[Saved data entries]

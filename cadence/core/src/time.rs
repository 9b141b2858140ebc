//! Tick-based time types and wrap-safe arithmetic

use core::fmt;
use core::ops::{Add, AddAssign};

/// An absolute point on the kernel tick timeline.
///
/// Instants wrap around at `u32::MAX` ticks. All ordering queries use
/// wrap-safe signed comparison, so two instants can be compared as long as
/// they are less than half the counter range apart.
#[derive(Debug, Clone, Copy, PartialEq, Eq, Default)]
pub struct Instant(u32);

impl Instant {
    /// The timeline origin
    pub const ZERO: Self = Self(0);

    /// Create an instant from a raw tick count
    pub const fn from_ticks(ticks: u32) -> Self {
        Self(ticks)
    }

    /// Get the raw tick count
    pub const fn ticks(self) -> u32 {
        self.0
    }

    /// Check whether this instant lies strictly after `other` (wrap-safe)
    pub const fn is_after(self, other: Instant) -> bool {
        (self.0.wrapping_sub(other.0) as i32) > 0
    }

    /// Check whether this instant lies at or after `other` (wrap-safe)
    pub const fn is_at_or_after(self, other: Instant) -> bool {
        (self.0.wrapping_sub(other.0) as i32) >= 0
    }

    /// Ticks elapsed since an earlier instant
    pub const fn elapsed_since(self, earlier: Instant) -> Duration {
        Duration(self.0.wrapping_sub(earlier.0))
    }
}

impl Add<Duration> for Instant {
    type Output = Instant;

    fn add(self, rhs: Duration) -> Instant {
        Instant(self.0.wrapping_add(rhs.0))
    }
}

impl AddAssign<Duration> for Instant {
    fn add_assign(&mut self, rhs: Duration) {
        self.0 = self.0.wrapping_add(rhs.0);
    }
}

impl fmt::Display for Instant {
    fn fmt(&self, f: &mut fmt::Formatter<'_>) -> fmt::Result {
        write!(f, "tick:{}", self.0)
    }
}

#[cfg(feature = "defmt")]
impl defmt::Format for Instant {
    fn format(&self, fmt: defmt::Formatter) {
        defmt::write!(fmt, "tick:{}", self.0);
    }
}

/// A span of kernel ticks.
#[derive(Debug, Clone, Copy, PartialEq, Eq, PartialOrd, Ord, Default)]
pub struct Duration(u32);

impl Duration {
    /// Zero-length span
    pub const ZERO: Self = Self(0);

    /// One tick
    pub const TICK: Self = Self(1);

    /// Maximum representable span
    pub const MAX: Self = Self(u32::MAX);

    /// Create a duration from a tick count
    pub const fn from_ticks(ticks: u32) -> Self {
        Self(ticks)
    }

    /// Get the tick count
    pub const fn ticks(self) -> u32 {
        self.0
    }

    /// Check if the duration is zero
    pub const fn is_zero(self) -> bool {
        self.0 == 0
    }
}

impl Add for Duration {
    type Output = Duration;

    fn add(self, rhs: Duration) -> Duration {
        Duration(self.0.saturating_add(rhs.0))
    }
}

impl AddAssign for Duration {
    fn add_assign(&mut self, rhs: Duration) {
        self.0 = self.0.saturating_add(rhs.0);
    }
}

impl fmt::Display for Duration {
    fn fmt(&self, f: &mut fmt::Formatter<'_>) -> fmt::Result {
        write!(f, "{}ticks", self.0)
    }
}

#[cfg(feature = "defmt")]
impl defmt::Format for Duration {
    fn format(&self, fmt: defmt::Formatter) {
        defmt::write!(fmt, "{}ticks", self.0);
    }
}
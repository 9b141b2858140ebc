#![cfg_attr(not(feature = "std"), no_std)]
#![forbid(unsafe_code)]

//! # Cadence Trace
//!
//! Bounded diagnostic event tracing for the scheduling framework. Timing
//! faults (deadline misses, budget overruns) are never surfaced to callers
//! as errors; they are recorded here as [`TraceRecord`] events that a
//! diagnostic consumer drains at its own pace.
//!
//! The buffer is a fixed-capacity ring protected by a critical section, so
//! producers, including the tick hook in interrupt context, never block.
//! When the buffer is full the newest record is dropped and counted.

use core::cell::RefCell;

use critical_section::Mutex;

use cadence_core::{Instant, SlotIndex};

/// Capacity of the global trace buffer
pub const TRACE_BUFFER_CAPACITY: usize = 128;

/// A diagnostic event emitted by the scheduling framework.
#[derive(Debug, Clone, Copy, PartialEq, Eq)]
pub enum TraceRecord {
    /// Scheduling started; all tasks created
    SchedulingStarted { at: Instant },
    /// A kernel task was created for a registry slot
    TaskCreated { slot: SlotIndex, name: &'static str },
    /// A task failed to complete its job before its absolute deadline
    DeadlineMissed {
        slot: SlotIndex,
        name: &'static str,
        deadline: Instant,
        at: Instant,
    },
    /// A missed task was deleted and recreated in its slot
    TaskRecreated {
        slot: SlotIndex,
        name: &'static str,
        release: Instant,
    },
    /// A task consumed its execution budget for the current period
    BudgetExceeded {
        slot: SlotIndex,
        name: &'static str,
        at: Instant,
    },
    /// The monitor suspended an overrunning task
    TaskSuspended {
        slot: SlotIndex,
        name: &'static str,
        at: Instant,
    },
    /// The monitor resumed a suspended task
    TaskResumed {
        slot: SlotIndex,
        name: &'static str,
        at: Instant,
    },
    /// An aperiodic job was admitted to the queue
    JobAdmitted { name: &'static str },
    /// The polling server completed an aperiodic job
    JobExecuted { name: &'static str, at: Instant },
}

#[cfg(feature = "defmt")]
impl defmt::Format for TraceRecord {
    fn format(&self, fmt: defmt::Formatter) {
        match self {
            TraceRecord::SchedulingStarted { at } => {
                defmt::write!(fmt, "SchedulingStarted@{}", at)
            }
            TraceRecord::TaskCreated { name, .. } => defmt::write!(fmt, "TaskCreated({})", name),
            TraceRecord::DeadlineMissed { name, at, .. } => {
                defmt::write!(fmt, "DeadlineMissed({})@{}", name, at)
            }
            TraceRecord::TaskRecreated { name, release, .. } => {
                defmt::write!(fmt, "TaskRecreated({})->{}", name, release)
            }
            TraceRecord::BudgetExceeded { name, at, .. } => {
                defmt::write!(fmt, "BudgetExceeded({})@{}", name, at)
            }
            TraceRecord::TaskSuspended { name, at, .. } => {
                defmt::write!(fmt, "TaskSuspended({})@{}", name, at)
            }
            TraceRecord::TaskResumed { name, at, .. } => {
                defmt::write!(fmt, "TaskResumed({})@{}", name, at)
            }
            TraceRecord::JobAdmitted { name } => defmt::write!(fmt, "JobAdmitted({})", name),
            TraceRecord::JobExecuted { name, at } => {
                defmt::write!(fmt, "JobExecuted({})@{}", name, at)
            }
        }
    }
}

/// Fixed-capacity trace ring.
pub struct TraceBuffer<const N: usize> {
    records: heapless::Deque<TraceRecord, N>,
    dropped: u32,
}

impl<const N: usize> TraceBuffer<N> {
    /// Create an empty buffer
    pub const fn new() -> Self {
        Self {
            records: heapless::Deque::new(),
            dropped: 0,
        }
    }

    /// Append a record; drops it and counts when full
    pub fn push(&mut self, record: TraceRecord) {
        if self.records.push_back(record).is_err() {
            self.dropped = self.dropped.saturating_add(1);
        }
    }

    /// Remove and return the oldest record
    pub fn pop(&mut self) -> Option<TraceRecord> {
        self.records.pop_front()
    }

    /// Number of buffered records
    pub fn len(&self) -> usize {
        self.records.len()
    }

    /// Check if the buffer is empty
    pub fn is_empty(&self) -> bool {
        self.records.is_empty()
    }

    /// Number of records dropped due to overflow
    pub fn dropped(&self) -> u32 {
        self.dropped
    }

    /// Discard all records and reset the drop counter
    pub fn clear(&mut self) {
        self.records.clear();
        self.dropped = 0;
    }
}

impl<const N: usize> Default for TraceBuffer<N> {
    fn default() -> Self {
        Self::new()
    }
}

static TRACE: Mutex<RefCell<TraceBuffer<TRACE_BUFFER_CAPACITY>>> =
    Mutex::new(RefCell::new(TraceBuffer::new()));

/// Record a diagnostic event in the global buffer
pub fn record(record: TraceRecord) {
    critical_section::with(|cs| TRACE.borrow_ref_mut(cs).push(record));
}

/// Drain the global buffer, oldest record first
pub fn drain<F: FnMut(TraceRecord)>(mut f: F) {
    while let Some(rec) = critical_section::with(|cs| TRACE.borrow_ref_mut(cs).pop()) {
        f(rec);
    }
}

/// Number of records waiting in the global buffer
pub fn pending() -> usize {
    critical_section::with(|cs| TRACE.borrow_ref(cs).len())
}

/// Number of records dropped from the global buffer since the last clear
pub fn dropped() -> u32 {
    critical_section::with(|cs| TRACE.borrow_ref(cs).dropped())
}

/// Discard all buffered records
pub fn clear() {
    critical_section::with(|cs| TRACE.borrow_ref_mut(cs).clear());
}

#[cfg(test)]
mod tests {
    use super::*;

    #[test]
    fn buffer_is_fifo_and_bounded() {
        let mut buf: TraceBuffer<2> = TraceBuffer::new();

        buf.push(TraceRecord::JobAdmitted { name: "a" });
        buf.push(TraceRecord::JobAdmitted { name: "b" });
        buf.push(TraceRecord::JobAdmitted { name: "c" });

        assert_eq!(buf.len(), 2);
        assert_eq!(buf.dropped(), 1);
        assert_eq!(buf.pop(), Some(TraceRecord::JobAdmitted { name: "a" }));
        assert_eq!(buf.pop(), Some(TraceRecord::JobAdmitted { name: "b" }));
        assert_eq!(buf.pop(), None);
    }

    #[test]
    fn buffer_clear_resets_drop_count() {
        let mut buf: TraceBuffer<1> = TraceBuffer::new();

        buf.push(TraceRecord::JobAdmitted { name: "a" });
        buf.push(TraceRecord::JobAdmitted { name: "b" });
        assert_eq!(buf.dropped(), 1);

        buf.clear();
        assert!(buf.is_empty());
        assert_eq!(buf.dropped(), 0);
    }
}
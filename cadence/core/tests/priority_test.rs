//! Priority tests for cadence-core

use cadence_core::Priority;

#[test]
fn test_priority_zero_rejected() {
    assert!(Priority::new(0).is_none());
    assert!(Priority::new(1).is_some());
}

#[test]
fn test_priority_ordering() {
    let low = Priority::new(3).unwrap();
    let high = Priority::new(7).unwrap();
    assert!(high > low);
}

#[test]
fn test_next_lower_stops_at_min() {
    let p = Priority::new(2).unwrap();
    assert_eq!(p.next_lower(), Priority::new(1));
    assert_eq!(Priority::MIN.next_lower(), None);
}

#[test]
fn test_constants() {
    assert_eq!(Priority::MIN.raw(), 1);
    assert!(Priority::MAX.raw() > Priority::MIN.raw());
}
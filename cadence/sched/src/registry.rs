//! Fixed-capacity task registry
//!
//! An arena of descriptor slots with in-use flags: no allocation, slot
//! reuse only after explicit removal, and linear lookup by kernel identity
//! (capacities are small by design). Deadline recovery recreates a task in
//! its existing slot, so slot indices are stable across recreation.

use cadence_core::{KernelTaskId, SchedError, SchedResult, SlotIndex};

use crate::task::TaskDescriptor;

/// Opaque handle to a registered periodic task.
#[derive(Debug, Clone, Copy, PartialEq, Eq)]
pub struct TaskHandle(SlotIndex);

impl TaskHandle {
    pub(crate) const fn new(slot: SlotIndex) -> Self {
        Self(slot)
    }

    /// The registry slot this handle refers to
    pub const fn slot(self) -> SlotIndex {
        self.0
    }
}

/// Fixed-capacity store of task descriptors.
pub struct Registry<const N: usize> {
    slots: [TaskDescriptor; N],
    active: usize,
}

impl<const N: usize> Registry<N> {
    /// Create an empty registry
    pub const fn new() -> Self {
        Self {
            slots: [TaskDescriptor::EMPTY; N],
            active: 0,
        }
    }

    /// Reset every slot to vacant
    pub fn reset(&mut self) {
        self.slots = [TaskDescriptor::EMPTY; N];
        self.active = 0;
    }

    /// Store a descriptor in an unused slot.
    ///
    /// Fails with `CapacityExceeded` and no side effects when full.
    pub fn insert(&mut self, descriptor: TaskDescriptor) -> SchedResult<SlotIndex> {
        let Some(free) = self.slots.iter().position(|slot| !slot.in_use) else {
            return Err(SchedError::CapacityExceeded);
        };
        self.slots[free] = descriptor;
        self.active += 1;
        Ok(SlotIndex::new(free as u8))
    }

    /// Mark a slot free.
    ///
    /// Fails with `InvalidHandle` if the slot is not in use.
    pub fn remove(&mut self, slot: SlotIndex) -> SchedResult<()> {
        let descriptor = self
            .slots
            .get_mut(slot.index())
            .ok_or(SchedError::InvalidHandle)?;
        if !descriptor.in_use {
            return Err(SchedError::InvalidHandle);
        }
        *descriptor = TaskDescriptor::EMPTY;
        self.active -= 1;
        Ok(())
    }

    /// Linear scan for the slot owning the given kernel identity
    pub fn find_by_identity(&self, id: KernelTaskId) -> Option<SlotIndex> {
        self.slots
            .iter()
            .position(|slot| slot.in_use && slot.kernel_id == Some(id))
            .map(|index| SlotIndex::new(index as u8))
    }

    /// Borrow a slot's descriptor; the slot index must be in range
    pub fn slot(&self, slot: SlotIndex) -> &TaskDescriptor {
        &self.slots[slot.index()]
    }

    /// Mutably borrow a slot's descriptor; the slot index must be in range
    pub fn slot_mut(&mut self, slot: SlotIndex) -> &mut TaskDescriptor {
        &mut self.slots[slot.index()]
    }

    /// Borrow a slot's descriptor if the index is in range
    pub fn slot_checked_mut(&mut self, slot: SlotIndex) -> Option<&mut TaskDescriptor> {
        self.slots.get_mut(slot.index())
    }

    /// Iterate over in-use slots
    pub fn iter_in_use(&self) -> impl Iterator<Item = (SlotIndex, &TaskDescriptor)> {
        self.slots
            .iter()
            .enumerate()
            .filter(|(_, descriptor)| descriptor.in_use)
            .map(|(index, descriptor)| (SlotIndex::new(index as u8), descriptor))
    }

    /// Iterate mutably over in-use slots
    pub fn iter_in_use_mut(&mut self) -> impl Iterator<Item = (SlotIndex, &mut TaskDescriptor)> {
        self.slots
            .iter_mut()
            .enumerate()
            .filter(|(_, descriptor)| descriptor.in_use)
            .map(|(index, descriptor)| (SlotIndex::new(index as u8), descriptor))
    }

    /// Number of in-use slots
    pub fn active_count(&self) -> usize {
        self.active
    }

    /// Total slot capacity
    pub const fn capacity(&self) -> usize {
        N
    }
}

impl<const N: usize> Default for Registry<N> {
    fn default() -> Self {
        Self::new()
    }
}

#[cfg(test)]
mod tests {
    use super::*;
    use crate::task::{JobBinding, TaskConfig};
    use cadence_core::Duration;

    fn descriptor(name: &'static str) -> TaskDescriptor {
        TaskDescriptor::from_config(
            JobBinding::Unbound,
            &TaskConfig::new(name, Duration::from_ticks(10)),
            false,
        )
    }

    #[test]
    fn insert_until_full_then_reject() {
        let mut registry: Registry<2> = Registry::new();

        registry.insert(descriptor("a")).unwrap();
        registry.insert(descriptor("b")).unwrap();
        assert_eq!(registry.active_count(), 2);

        assert_eq!(
            registry.insert(descriptor("c")),
            Err(SchedError::CapacityExceeded)
        );
        assert_eq!(registry.active_count(), 2);
    }

    #[test]
    fn removed_slot_is_reused() {
        let mut registry: Registry<2> = Registry::new();

        let first = registry.insert(descriptor("a")).unwrap();
        registry.insert(descriptor("b")).unwrap();

        registry.remove(first).unwrap();
        assert_eq!(registry.active_count(), 1);

        let reused = registry.insert(descriptor("c")).unwrap();
        assert_eq!(reused, first);
    }

    #[test]
    fn remove_free_slot_is_invalid() {
        let mut registry: Registry<2> = Registry::new();
        let slot = registry.insert(descriptor("a")).unwrap();
        registry.remove(slot).unwrap();

        assert_eq!(registry.remove(slot), Err(SchedError::InvalidHandle));
    }

    #[test]
    fn find_by_identity_scans_in_use_slots() {
        let mut registry: Registry<4> = Registry::new();
        let slot = registry.insert(descriptor("a")).unwrap();
        let other = registry.insert(descriptor("b")).unwrap();

        let id = KernelTaskId::new(7);
        registry.slot_mut(slot).kernel_id = Some(id);
        registry.slot_mut(other).kernel_id = Some(KernelTaskId::new(8));

        assert_eq!(registry.find_by_identity(id), Some(slot));
        assert_eq!(registry.find_by_identity(KernelTaskId::new(99)), None);
    }
}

→ **INSTRUCTIONS TO FOLLOW**
Each line above with the word "they" needs to be copied.

→ **REPLY TO THE EXERCISE**
/// they are less than half the counter range apart.
//! as errors; they are recorded here as [`TraceRecord`] events that a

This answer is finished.